Requirements Specification
This document contains the Requirements Specification for the Libre RISC-V micro-architectural design. It shall meet the target of 5-6 32-bit GFLOPs, 150 M-Pixels/sec, 30 Million Triangles/sec, and minimum video decode capability of 720p @ 30fps to a 1920x1080 framebuffer, in under 2.5 watts at an 800mhz clock rate. Exceeding this target is acceptable if the power budget is not exceeded. Exceeding this target "just because we can" is also acceptable, as long as it does not disrupt meeting the minimum performance and power requirements.
General Architectural Design Principle
The general design base is to utilise an augmented and enhanced variant of the original CDC 6600 scoreboard system. It is not well-known that the 6600 includes operand forwarding and register renaming. Precise exceptions, precise in-order commit, branch speculation, "nameless" registers (results detected that need not be written because they have been overwritten by another instruction), predication and vectorisation will all be added by overloading write hazards.

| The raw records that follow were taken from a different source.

//! Sweep trigger handler.

use axum::{extract::State, http::StatusCode, Json};
use std::sync::Arc;
use sopreg_core::SweepReport;
use tracing::info;

use super::{reconcile_error, ErrorResponse};
use crate::state::AppState;

/// Run a sweep now and return its report.
///
/// Waits for any in-progress submission or sweep to release the catalog.
pub async fn trigger_sweep(
    State(state): State<Arc<AppState>>,
) -> Result<Json<SweepReport>, (StatusCode, Json<ErrorResponse>)> {
    info!("Sweep triggered via API");
    state
        .reconciler()
        .on_scheduled_sweep()
        .await
        .map(Json)
        .map_err(reconcile_error)
}
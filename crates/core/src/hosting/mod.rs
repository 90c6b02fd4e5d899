//! Hosting platform abstraction.
//!
//! The engine never talks to the version-control host directly; it goes
//! through the narrow [`HostingPlatform`] trait. [`GitHubPlatform`] is the
//! HTTP implementation, `testing::MockHostingPlatform` the in-memory one.

mod github;

pub use github::GitHubPlatform;

use std::collections::BTreeSet;

use async_trait::async_trait;
use serde::{Deserialize, Serialize};
use thiserror::Error;

use crate::repository::RepoRef;

/// Errors returned by a hosting platform.
///
/// `NotFound` means the repository is reachable but the file is absent;
/// `Unreachable` covers everything that prevents looking at the repository
/// at all (deleted, private, rate limited, network failure, timeout).
#[derive(Debug, Clone, Error, PartialEq, Eq)]
pub enum HostingError {
    #[error("File not found: {0}")]
    NotFound(String),

    #[error("Repository unreachable: {0}")]
    Unreachable(String),
}

/// A proposed change against the registry repository (a pull request).
#[derive(Debug, Clone, PartialEq, Eq, Hash, Serialize, Deserialize)]
pub struct ChangeRef {
    /// The registry repository the change targets.
    pub repository: RepoRef,
    /// Pull request number.
    pub number: u64,
}

impl ChangeRef {
    pub fn new(repository: RepoRef, number: u64) -> Self {
        Self { repository, number }
    }
}

impl std::fmt::Display for ChangeRef {
    fn fmt(&self, f: &mut std::fmt::Formatter<'_>) -> std::fmt::Result {
        write!(f, "{}#{}", self.repository, self.number)
    }
}

/// Trait for hosting platform backends.
#[async_trait]
pub trait HostingPlatform: Send + Sync {
    /// Fetch the content of a file at `path` on `branch`.
    ///
    /// Always reads current upstream state; implementations must not cache.
    async fn fetch_file_content(
        &self,
        repo: &RepoRef,
        path: &str,
        branch: &str,
    ) -> Result<Vec<u8>, HostingError>;

    /// List every path touched by a change.
    async fn list_changed_files(&self, change: &ChangeRef) -> Result<BTreeSet<String>, HostingError>;

    /// Fetch the document at `path` as it is before and after the change.
    async fn get_document_before_and_after(
        &self,
        change: &ChangeRef,
        path: &str,
    ) -> Result<(Vec<u8>, Vec<u8>), HostingError>;
}
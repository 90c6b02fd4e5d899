use axum::{
    middleware,
    routing::{get, post},
    Router,
};
use std::sync::Arc;
use tower_http::trace::TraceLayer;

use super::{catalog, handlers, middleware::metrics_middleware, submissions, sweep};
use crate::metrics;
use crate::state::AppState;

pub fn create_router(state: Arc<AppState>) -> Router {
    // API routes
    let api_routes = Router::new()
        .route("/health", get(handlers::health))
        .route("/catalog", get(catalog::get_catalog))
        .route("/submissions", post(submissions::submit))
        .route("/sweep", post(sweep::trigger_sweep))
        .route_layer(middleware::from_fn(metrics_middleware))
        .with_state(state);

    Router::new()
        .nest("/api/v1", api_routes)
        .route("/metrics", get(metrics::metrics_handler))
        .layer(TraceLayer::new_for_http())
}
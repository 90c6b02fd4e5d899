//! Manifest parsing and schema validation.
//!
//! Package authors publish a TOML manifest at the root of their repository:
//!
//! ```toml
//! [package]
//! name = "http"
//! version = "1.0.0"
//! status = "stable"
//! license = "MIT"
//! author = "someone"
//! repository = "https://github.com/someone/http"
//! entry = "src/main.sop"
//! ```
//!
//! Parsing is pure: identical bytes always produce the identical result.

mod types;

pub use types::*;

use thiserror::Error;
use toml::{Table, Value};

use crate::repository::same_repository;

#[derive(Debug, Clone, Error, PartialEq, Eq)]
pub enum ManifestError {
    /// The manifest is not valid UTF-8 TOML.
    #[error("Malformed manifest: {0}")]
    Malformed(String),

    /// The manifest parsed but does not conform to the schema.
    #[error("Manifest schema violation: {}", join_problems(.0))]
    SchemaViolation(Vec<SchemaProblem>),
}

impl ManifestError {
    /// Human-readable reasons, one per problem.
    pub fn reasons(&self) -> Vec<String> {
        match self {
            ManifestError::Malformed(msg) => vec![format!("malformed manifest: {}", msg)],
            ManifestError::SchemaViolation(problems) => {
                problems.iter().map(|p| p.to_string()).collect()
            }
        }
    }
}

fn join_problems(problems: &[SchemaProblem]) -> String {
    problems
        .iter()
        .map(|p| p.to_string())
        .collect::<Vec<_>>()
        .join("; ")
}

/// Parse raw manifest bytes and validate them against the schema.
///
/// `expected_repository` is the repository the manifest was fetched from;
/// the manifest's own `repository` field must name the same one.
/// Every problem is collected before failing.
pub fn parse_manifest(raw: &[u8], expected_repository: &str) -> Result<Manifest, ManifestError> {
    let text = std::str::from_utf8(raw)
        .map_err(|e| ManifestError::Malformed(format!("invalid UTF-8: {}", e)))?;
    let document: Table =
        toml::from_str(text).map_err(|e| ManifestError::Malformed(e.to_string()))?;

    let mut problems = Vec::new();

    let empty = Table::new();
    let package = match document.get("package") {
        Some(Value::Table(table)) => table,
        Some(_) => {
            problems.push(SchemaProblem::WrongType {
                field: "package".to_string(),
                expected: "a table".to_string(),
            });
            &empty
        }
        None => &empty,
    };

    let mut required = REQUIRED_FIELDS
        .iter()
        .map(|field| required_string(package, field, &mut problems))
        .collect::<Vec<_>>()
        .into_iter();

    let description = optional_string(package, "description", &mut problems);
    let homepage = optional_string(package, "homepage", &mut problems);
    let keywords = optional_string_list(package, "keywords", &mut problems);
    let categories = optional_string_list(package, "categories", &mut problems);

    // Order matches REQUIRED_FIELDS.
    let (name, version, status, license, author, repository, entry) = (
        required.next().flatten(),
        required.next().flatten(),
        required.next().flatten(),
        required.next().flatten(),
        required.next().flatten(),
        required.next().flatten(),
        required.next().flatten(),
    );

    if let Some(actual) = &repository {
        if !same_repository(actual, expected_repository) {
            problems.push(SchemaProblem::RepositoryMismatch {
                expected: expected_repository.to_string(),
                actual: actual.clone(),
            });
        }
    }

    match (name, version, status, license, author, repository, entry) {
        (
            Some(name),
            Some(version),
            Some(status),
            Some(license),
            Some(author),
            Some(repository),
            Some(entry),
        ) if problems.is_empty() => Ok(Manifest {
            name,
            version,
            status,
            license,
            author,
            repository,
            entry,
            description,
            homepage,
            keywords,
            categories,
        }),
        _ => Err(ManifestError::SchemaViolation(problems)),
    }
}

fn required_string(
    package: &Table,
    field: &str,
    problems: &mut Vec<SchemaProblem>,
) -> Option<String> {
    match package.get(field) {
        None => {
            problems.push(SchemaProblem::Missing {
                field: field.to_string(),
            });
            None
        }
        Some(Value::String(s)) if s.trim().is_empty() => {
            problems.push(SchemaProblem::Empty {
                field: field.to_string(),
            });
            None
        }
        Some(Value::String(s)) => Some(s.clone()),
        Some(_) => {
            problems.push(SchemaProblem::WrongType {
                field: field.to_string(),
                expected: "a string".to_string(),
            });
            None
        }
    }
}

fn optional_string(
    package: &Table,
    field: &str,
    problems: &mut Vec<SchemaProblem>,
) -> Option<String> {
    match package.get(field) {
        None => None,
        Some(Value::String(s)) => Some(s.clone()),
        Some(_) => {
            problems.push(SchemaProblem::WrongType {
                field: field.to_string(),
                expected: "a string".to_string(),
            });
            None
        }
    }
}

fn optional_string_list(
    package: &Table,
    field: &str,
    problems: &mut Vec<SchemaProblem>,
) -> Option<Vec<String>> {
    let wrong_type = || SchemaProblem::WrongType {
        field: field.to_string(),
        expected: "an array of strings".to_string(),
    };

    match package.get(field) {
        None => None,
        Some(Value::Array(items)) => {
            let strings: Option<Vec<String>> = items
                .iter()
                .map(|item| item.as_str().map(str::to_string))
                .collect();
            if strings.is_none() {
                problems.push(wrong_type());
            }
            strings
        }
        Some(_) => {
            problems.push(wrong_type());
            None
        }
    }
}

#[cfg(test)]
mod tests {
    use super::*;

    const REPO: &str = "https://github.com/someone/http";

    fn full_manifest() -> String {
        format!(
            r#"
[package]
name = "http"
version = "1.2.0"
status = "stable"
license = "MIT"
author = "someone"
repository = "{REPO}"
entry = "src/main.sop"
"#
        )
    }

    #[test]
    fn test_parse_full_manifest() {
        let manifest = parse_manifest(full_manifest().as_bytes(), REPO).unwrap();
        assert_eq!(manifest.name, "http");
        assert_eq!(manifest.version, "1.2.0");
        assert_eq!(manifest.entry, "src/main.sop");
        assert!(manifest.description.is_none());
        assert!(manifest.keywords.is_none());
    }

    #[test]
    fn test_parse_optional_fields() {
        let raw = format!(
            "{}description = \"HTTP client\"\nhomepage = \"https://http.example\"\nkeywords = [\"net\", \"http\"]\ncategories = [\"network\"]\n",
            full_manifest()
        );
        let manifest = parse_manifest(raw.as_bytes(), REPO).unwrap();
        assert_eq!(manifest.description.as_deref(), Some("HTTP client"));
        assert_eq!(manifest.homepage.as_deref(), Some("https://http.example"));
        assert_eq!(
            manifest.keywords,
            Some(vec!["net".to_string(), "http".to_string()])
        );
        assert_eq!(manifest.categories, Some(vec!["network".to_string()]));
    }

    #[test]
    fn test_syntax_error_is_malformed() {
        let err = parse_manifest(b"[package\nname = ", REPO).unwrap_err();
        assert!(matches!(err, ManifestError::Malformed(_)));
    }

    #[test]
    fn test_invalid_utf8_is_malformed() {
        let err = parse_manifest(&[0xff, 0xfe, 0x00], REPO).unwrap_err();
        assert!(matches!(err, ManifestError::Malformed(_)));
    }

    #[test]
    fn test_missing_license_and_author_reports_both() {
        let raw = full_manifest()
            .lines()
            .filter(|l| !l.starts_with("license") && !l.starts_with("author"))
            .collect::<Vec<_>>()
            .join("\n");

        let err = parse_manifest(raw.as_bytes(), REPO).unwrap_err();
        let ManifestError::SchemaViolation(problems) = err else {
            panic!("expected schema violation");
        };
        assert_eq!(
            problems,
            vec![
                SchemaProblem::Missing {
                    field: "license".to_string()
                },
                SchemaProblem::Missing {
                    field: "author".to_string()
                },
            ]
        );
    }

    #[test]
    fn test_missing_package_table_reports_every_required_field() {
        let err = parse_manifest(b"title = \"nothing here\"\n", REPO).unwrap_err();
        let ManifestError::SchemaViolation(problems) = err else {
            panic!("expected schema violation");
        };
        let fields: Vec<&str> = problems.iter().map(|p| p.field()).collect();
        assert_eq!(fields, REQUIRED_FIELDS.to_vec());
    }

    #[test]
    fn test_empty_and_wrong_type_fields() {
        let raw = full_manifest()
            .replace("name = \"http\"", "name = \"  \"")
            .replace("version = \"1.2.0\"", "version = 12");

        let err = parse_manifest(raw.as_bytes(), REPO).unwrap_err();
        let ManifestError::SchemaViolation(problems) = err else {
            panic!("expected schema violation");
        };
        assert!(problems.contains(&SchemaProblem::Empty {
            field: "name".to_string()
        }));
        assert!(problems.contains(&SchemaProblem::WrongType {
            field: "version".to_string(),
            expected: "a string".to_string()
        }));
    }

    #[test]
    fn test_repository_mismatch_names_both_values() {
        let err = parse_manifest(full_manifest().as_bytes(), "https://github.com/other/http")
            .unwrap_err();
        assert_eq!(
            err,
            ManifestError::SchemaViolation(vec![SchemaProblem::RepositoryMismatch {
                expected: "https://github.com/other/http".to_string(),
                actual: REPO.to_string(),
            }])
        );
        assert!(err.to_string().contains("other/http"));
    }

    #[test]
    fn test_repository_match_is_case_insensitive() {
        let manifest =
            parse_manifest(full_manifest().as_bytes(), "https://GITHUB.com/Someone/HTTP/").unwrap();
        assert_eq!(manifest.repository, REPO);
    }

    #[test]
    fn test_keywords_must_be_strings() {
        let raw = format!("{}keywords = [1, 2]\n", full_manifest());
        let err = parse_manifest(raw.as_bytes(), REPO).unwrap_err();
        assert_eq!(err.reasons(), vec!["field 'keywords' must be an array of strings"]);
    }

    #[test]
    fn test_parse_is_deterministic() {
        let raw = full_manifest();
        assert_eq!(
            parse_manifest(raw.as_bytes(), REPO),
            parse_manifest(raw.as_bytes(), REPO)
        );
    }
}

An overview of the design is as follows:
- 3D and Video primitives (operations) will only be added as strictly necessary to achieve the minimum power and performance target.
- Identified so far is a 4xFP32 ARGB Quad to 1xINT32 ARGB pixel conversion opcode (part of the Vulkan API). It will write directly to a separate "tile buffer" (SRAM), not to the integer register file. The instruction will be scalar and will inherently and automatically parallelised by SV, just like all other scalar opcodes.
- xBitManip opcodes will be required to deal with VPU workloads
- The register files will be stratified into 4-way 2R1W banks, with separate and distinct byte-level write-enable lines on all four bytes of all four banks.
- 6600-style scoreboards will be augmented with "shadow" wires and write hazard capability on exceptions, branch speculation, LD/ST and predication.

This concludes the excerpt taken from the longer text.